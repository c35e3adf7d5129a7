//! Single-shot HTTP exchange used by every API operation.
//!
//! Client-side (hydrate): real HTTP calls via `gloo-net`.
//! Server-side (SSR): `BrowserTransport` fails with `ApiError::Unavailable`
//! since these endpoints are only meaningful in the browser.
//!
//! DESIGN
//! ======
//! Requests and responses are plain values so header shaping and response
//! interpretation can be tested natively with a recording transport. There is
//! no retry, timeout, or backoff: one `send` is one HTTP request.

#![allow(clippy::unused_async)]

#[cfg(test)]
#[path = "transport_test.rs"]
mod transport_test;

use std::future::Future;

use serde::Serialize;

use super::error::ApiError;

pub const AUTHORIZATION_HEADER: &str = "Authorization";
pub const CONTENT_TYPE_HEADER: &str = "Content-Type";

/// HTTP verbs used by the AcademiaSys API.
#[derive(Clone, Copy, Debug, PartialEq, Eq)]
pub enum Method {
    Get,
    Post,
}

/// An outbound request before it reaches the network.
#[derive(Clone, Debug, PartialEq, Eq)]
pub struct ApiRequest {
    pub method: Method,
    pub url: String,
    pub headers: Vec<(String, String)>,
    pub body: Option<String>,
}

impl ApiRequest {
    pub fn get(url: impl Into<String>) -> Self {
        Self { method: Method::Get, url: url.into(), headers: Vec::new(), body: None }
    }

    /// Build a `POST` carrying `payload` as a JSON body.
    ///
    /// # Errors
    ///
    /// Returns `ApiError::Decode` if the payload cannot be serialized.
    pub fn post_json<T: Serialize>(url: impl Into<String>, payload: &T) -> Result<Self, ApiError> {
        let body = serde_json::to_string(payload).map_err(|e| ApiError::Decode(e.to_string()))?;
        Ok(Self {
            method: Method::Post,
            url: url.into(),
            headers: vec![(CONTENT_TYPE_HEADER.to_owned(), "application/json".to_owned())],
            body: Some(body),
        })
    }

    /// Set `name` to `value`, replacing any existing header with the same name.
    #[must_use]
    pub fn with_header(mut self, name: &str, value: impl Into<String>) -> Self {
        self.headers.retain(|(existing, _)| !existing.eq_ignore_ascii_case(name));
        self.headers.push((name.to_owned(), value.into()));
        self
    }

    /// Case-insensitive header lookup.
    pub fn header(&self, name: &str) -> Option<&str> {
        self.headers
            .iter()
            .find(|(existing, _)| existing.eq_ignore_ascii_case(name))
            .map(|(_, value)| value.as_str())
    }
}

/// A settled HTTP response: status plus raw body text.
#[derive(Clone, Debug, PartialEq, Eq)]
pub struct ApiResponse {
    pub status: u16,
    pub body: String,
}

impl ApiResponse {
    pub fn is_success(&self) -> bool {
        (200..300).contains(&self.status)
    }
}

/// Performs one HTTP exchange.
pub trait Transport {
    /// Send `request` and wait for the response to settle.
    ///
    /// Non-2xx statuses are returned as `Ok`; only failures to obtain a
    /// response at all are errors.
    fn send(&self, request: ApiRequest) -> impl Future<Output = Result<ApiResponse, ApiError>>;
}

/// `gloo-net` backed transport used in the browser.
#[derive(Clone, Copy, Debug, Default)]
pub struct BrowserTransport;

impl Transport for BrowserTransport {
    async fn send(&self, request: ApiRequest) -> Result<ApiResponse, ApiError> {
        #[cfg(feature = "hydrate")]
        {
            use gloo_net::http::RequestBuilder;

            let method = match request.method {
                Method::Get => gloo_net::http::Method::GET,
                Method::Post => gloo_net::http::Method::POST,
            };
            let mut builder = RequestBuilder::new(&request.url).method(method);
            for (name, value) in &request.headers {
                builder = builder.header(name, value);
            }
            let prepared = match request.body {
                Some(body) => builder.body(body),
                None => builder.build(),
            }
            .map_err(|e| ApiError::Network(e.to_string()))?;

            let resp = prepared.send().await.map_err(|e| ApiError::Network(e.to_string()))?;
            let status = resp.status();
            let body = resp.text().await.map_err(|e| ApiError::Network(e.to_string()))?;
            Ok(ApiResponse { status, body })
        }
        #[cfg(not(feature = "hydrate"))]
        {
            let _ = request;
            Err(ApiError::Unavailable)
        }
    }
}
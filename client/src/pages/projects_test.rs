use futures::executor::block_on;

use super::*;
use crate::test_support::fake_client;

fn project(id: u64, name: &str, description: &str) -> Project {
    Project { id, name: name.to_owned(), description: description.to_owned(), status: None }
}

// =============================================================
// ProjectListView::from_fetch
// =============================================================

#[test]
fn unsettled_fetch_is_loading() {
    assert_eq!(ProjectListView::from_fetch(None), ProjectListView::Loading);
}

#[test]
fn failed_fetch_is_error_state() {
    let view = ProjectListView::from_fetch(Some(Err(ApiError::Network("offline".to_owned()))));
    assert_eq!(view, ProjectListView::Failed);
    assert_eq!(FETCH_PROJECTS_FAILED_MESSAGE, "failed to fetch projects");
}

#[test]
fn empty_collection_shows_call_to_action() {
    assert_eq!(ProjectListView::from_fetch(Some(Ok(Vec::new()))), ProjectListView::Empty);
}

#[test]
fn non_empty_collection_keeps_order() {
    let list = vec![project(2, "B", ""), project(1, "A", "d")];
    assert_eq!(ProjectListView::from_fetch(Some(Ok(list.clone()))), ProjectListView::Loaded(list));
}

// =============================================================
// load_projects + view state
// =============================================================

#[test]
fn empty_response_renders_empty_state() {
    let (api, transport, _credentials) = fake_client();
    transport.respond(200, serde_json::json!([]));

    let view = ProjectListView::from_fetch(Some(block_on(load_projects(&api))));

    assert_eq!(view, ProjectListView::Empty);
}

#[test]
fn null_response_renders_empty_state() {
    let (api, transport, _credentials) = fake_client();
    transport.respond_raw(200, "null");

    let view = ProjectListView::from_fetch(Some(block_on(load_projects(&api))));

    assert_eq!(view, ProjectListView::Empty);
}

#[test]
fn blank_response_renders_empty_state() {
    let (api, transport, _credentials) = fake_client();
    transport.respond_raw(200, "");

    let view = ProjectListView::from_fetch(Some(block_on(load_projects(&api))));

    assert_eq!(view, ProjectListView::Empty);
}

#[test]
fn single_project_response_renders_one_card() {
    let (api, transport, _credentials) = fake_client();
    transport.respond(200, serde_json::json!([{ "ID": 1, "name": "A", "description": "d" }]));

    let view = ProjectListView::from_fetch(Some(block_on(load_projects(&api))));

    assert_eq!(view, ProjectListView::Loaded(vec![project(1, "A", "d")]));
}

#[test]
fn server_error_renders_error_state() {
    let (api, transport, _credentials) = fake_client();
    transport.respond(500, serde_json::json!({ "error": "Could not retrieve projects" }));

    let view = ProjectListView::from_fetch(Some(block_on(load_projects(&api))));

    assert_eq!(view, ProjectListView::Failed);
}

#[test]
fn each_load_issues_a_fresh_request() {
    let (api, transport, _credentials) = fake_client();
    transport.respond(200, serde_json::json!([])).respond(200, serde_json::json!([]));

    block_on(load_projects(&api)).unwrap();
    block_on(load_projects(&api)).unwrap();

    assert_eq!(transport.requests().len(), 2);
}
//! # client
//!
//! Leptos + WASM front-end for AcademiaSys, the academic project manager.
//!
//! This crate contains the login/registration pages, the protected project
//! views, routing, the bearer-authenticated REST client, and the browser
//! credential store. It renders on the server (`ssr`) and hydrates in the
//! browser (`hydrate`); the REST API itself is an external service.

pub mod app;
pub mod components;
pub mod net;
pub mod pages;
pub mod paths;
pub mod state;
pub mod util;

#[cfg(test)]
mod test_support;

/// WASM entry point: install console logging and hydrate the SSR markup.
#[cfg(feature = "hydrate")]
#[wasm_bindgen::prelude::wasm_bindgen]
pub fn hydrate() {
    console_error_panic_hook::set_once();
    let _ = console_log::init_with_level(log::Level::Info);
    leptos::mount::hydrate_body(app::App);
}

....................

*TASK REQUIREMENTS*: Reproduce the records above exactly as they appear.

*RESPONSE TO THIS EXERCISE*:
repository c35e3adf7d5129a7
//! Single-shot HTTP exchange used by every API operation.
//!
//! Client-side (hydrate): real HTTP calls via `gloo-net`.
//! Server-side (SSR): `BrowserTransport` fails with `ApiError::Unavailable`
//! since these endpoints are only meaningful in the browser.
//!
//! DESIGN
//! ======
//! Requests and responses are plain values so header shaping and response
//! interpretation can be tested natively with a recording transport. There is
//! no retry, timeout, or backoff: one `send` is one HTTP request.

#![allow(clippy::unused_async)]

#[cfg(test)]
#[path = "transport_test.rs"]
mod transport_test;

use std::future::Future;

use serde::Serialize;

use super::error::ApiError;

pub const AUTHORIZATION_HEADER: &str = "Authorization";
pub const CONTENT_TYPE_HEADER: &str = "Content-Type";

/// HTTP verbs used by the AcademiaSys API.
#[derive(Clone, Copy, Debug, PartialEq, Eq)]
pub enum Method {
    Get,
    Post,
}

/// An outbound request before it reaches the network.
#[derive(Clone, Debug, PartialEq, Eq)]
pub struct ApiRequest {
    pub method: Method,
    pub url: String,
    pub headers: Vec<(String, String)>,
    pub body: Option<String>,
}

impl ApiRequest {
    pub fn get(url: impl Into<String>) -> Self {
        Self { method: Method::Get, url: url.into(), headers: Vec::new(), body: None }
    }

    /// Build a `POST` carrying `payload` as a JSON body.
    ///
    /// # Errors
    ///
    /// Returns `ApiError::Decode` if the payload cannot be serialized.
    pub fn post_json<T: Serialize>(url: impl Into<String>, payload: &T) -> Result<Self, ApiError> {
        let body = serde_json::to_string(payload).map_err(|e| ApiError::Decode(e.to_string()))?;
        Ok(Self {
            method: Method::Post,
            url: url.into(),
            headers: vec![(CONTENT_TYPE_HEADER.to_owned(), "application/json".to_owned())],
            body: Some(body),
        })
    }

    /// Set `name` to `value`, replacing any existing header with the same name.
    #[must_use]
    pub fn with_header(mut self, name: &str, value: impl Into<String>) -> Self {
        self.headers.retain(|(existing, _)| !existing.eq_ignore_ascii_case(name));
        self.headers.push((name.to_owned(), value.into()));
        self
    }

    /// Case-insensitive header lookup.
    pub fn header(&self, name: &str) -> Option<&str> {
        self.headers
            .iter()
            .find(|(existing, _)| existing.eq_ignore_ascii_case(name))
            .map(|(_, value)| value.as_str())
    }
}

/// A settled HTTP response: status plus raw body text.
#[derive(Clone, Debug, PartialEq, Eq)]
pub struct ApiResponse {
    pub status: u16,
    pub body: String,
}

impl ApiResponse {
    pub fn is_success(&self) -> bool {
        (200..300).contains(&self.status)
    }
}

/// Performs one HTTP exchange.
pub trait Transport {
    /// Send `request` and wait for the response to settle.
    ///
    /// Non-2xx statuses are returned as `Ok`; only failures to obtain a
    /// response at all are errors.
    fn send(&self, request: ApiRequest) -> impl Future<Output = Result<ApiResponse, ApiError>>;
}

/// `gloo-net` backed transport used in the browser.
#[derive(Clone, Copy, Debug, Default)]
pub struct BrowserTransport;

impl Transport for BrowserTransport {
    async fn send(&self, request: ApiRequest) -> Result<ApiResponse, ApiError> {
        #[cfg(feature = "hydrate")]
        {
            use gloo_net::http::RequestBuilder;

            let method = match request.method {
                Method::Get => gloo_net::http::Method::GET,
                Method::Post => gloo_net::http::Method::POST,
            };
            let mut builder = RequestBuilder::new(&request.url).method(method);
            for (name, value) in &request.headers {
                builder = builder.header(name, value);
            }
            let prepared = match request.body {
                Some(body) => builder.body(body),
                None => builder.build(),
            }
            .map_err(|e| ApiError::Network(e.to_string()))?;

            let resp = prepared.send().await.map_err(|e| ApiError::Network(e.to_string()))?;
            let status = resp.status();
            let body = resp.text().await.map_err(|e| ApiError::Network(e.to_string()))?;
            Ok(ApiResponse { status, body })
        }
        #[cfg(not(feature = "hydrate"))]
        {
            let _ = request;
            Err(ApiError::Unavailable)
        }
    }
}
filename client/src/pages/projects_test.rs
use futures::executor::block_on;

use super::*;
use crate::test_support::fake_client;

fn project(id: u64, name: &str, description: &str) -> Project {
    Project { id, name: name.to_owned(), description: description.to_owned(), status: None }
}

// =============================================================
// ProjectListView::from_fetch
// =============================================================

#[test]
fn unsettled_fetch_is_loading() {
    assert_eq!(ProjectListView::from_fetch(None), ProjectListView::Loading);
}

#[test]
fn failed_fetch_is_error_state() {
    let view = ProjectListView::from_fetch(Some(Err(ApiError::Network("offline".to_owned()))));
    assert_eq!(view, ProjectListView::Failed);
    assert_eq!(FETCH_PROJECTS_FAILED_MESSAGE, "failed to fetch projects");
}

#[test]
fn empty_collection_shows_call_to_action() {
    assert_eq!(ProjectListView::from_fetch(Some(Ok(Vec::new()))), ProjectListView::Empty);
}

#[test]
fn non_empty_collection_keeps_order() {
    let list = vec![project(2, "B", ""), project(1, "A", "d")];
    assert_eq!(ProjectListView::from_fetch(Some(Ok(list.clone()))), ProjectListView::Loaded(list));
}

// =============================================================
// load_projects + view state
// =============================================================

#[test]
fn empty_response_renders_empty_state() {
    let (api, transport, _credentials) = fake_client();
    transport.respond(200, serde_json::json!([]));

    let view = ProjectListView::from_fetch(Some(block_on(load_projects(&api))));

    assert_eq!(view, ProjectListView::Empty);
}

#[test]
fn null_response_renders_empty_state() {
    let (api, transport, _credentials) = fake_client();
    transport.respond_raw(200, "null");

    let view = ProjectListView::from_fetch(Some(block_on(load_projects(&api))));

    assert_eq!(view, ProjectListView::Empty);
}

#[test]
fn blank_response_renders_empty_state() {
    let (api, transport, _credentials) = fake_client();
    transport.respond_raw(200, "");

    let view = ProjectListView::from_fetch(Some(block_on(load_projects(&api))));

    assert_eq!(view, ProjectListView::Empty);
}

#[test]
fn single_project_response_renders_one_card() {
    let (api, transport, _credentials) = fake_client();
    transport.respond(200, serde_json::json!([{ "ID": 1, "name": "A", "description": "d" }]));

    let view = ProjectListView::from_fetch(Some(block_on(load_projects(&api))));

    assert_eq!(view, ProjectListView::Loaded(vec![project(1, "A", "d")]));
}

#[test]
fn server_error_renders_error_state() {
    let (api, transport, _credentials) = fake_client();
    transport.respond(500, serde_json::json!({ "error": "Could not retrieve projects" }));

    let view = ProjectListView::from_fetch(Some(block_on(load_projects(&api))));

    assert_eq!(view, ProjectListView::Failed);
}

#[test]
fn each_load_issues_a_fresh_request() {
    let (api, transport, _credentials) = fake_client();
    transport.respond(200, serde_json::json!([])).respond(200, serde_json::json!([]));

    block_on(load_projects(&api)).unwrap();
    block_on(load_projects(&api)).unwrap();

    assert_eq!(transport.requests().len(), 2);
}
//! # client
//!
//! Leptos + WASM front-end for AcademiaSys, the academic project manager.
//!
//! This crate contains the login/registration pages, the protected project
//! views, routing, the bearer-authenticated REST client, and the browser
//! credential store. It renders on the server (`ssr`) and hydrates in the
//! browser (`hydrate`); the REST API itself is an external service.

pub mod app;
pub mod components;
pub mod net;
pub mod pages;
pub mod paths;
pub mod state;
pub mod util;

#[cfg(test)]
mod test_support;

/// WASM entry point: install console logging and hydrate the SSR markup.
#[cfg(feature = "hydrate")]
#[wasm_bindgen::prelude::wasm_bindgen]
pub fn hydrate() {
    console_error_panic_hook::set_once();
    let _ = console_log::init_with_level(log::Level::Info);
    leptos::mount::hydrate_body(app::App);
}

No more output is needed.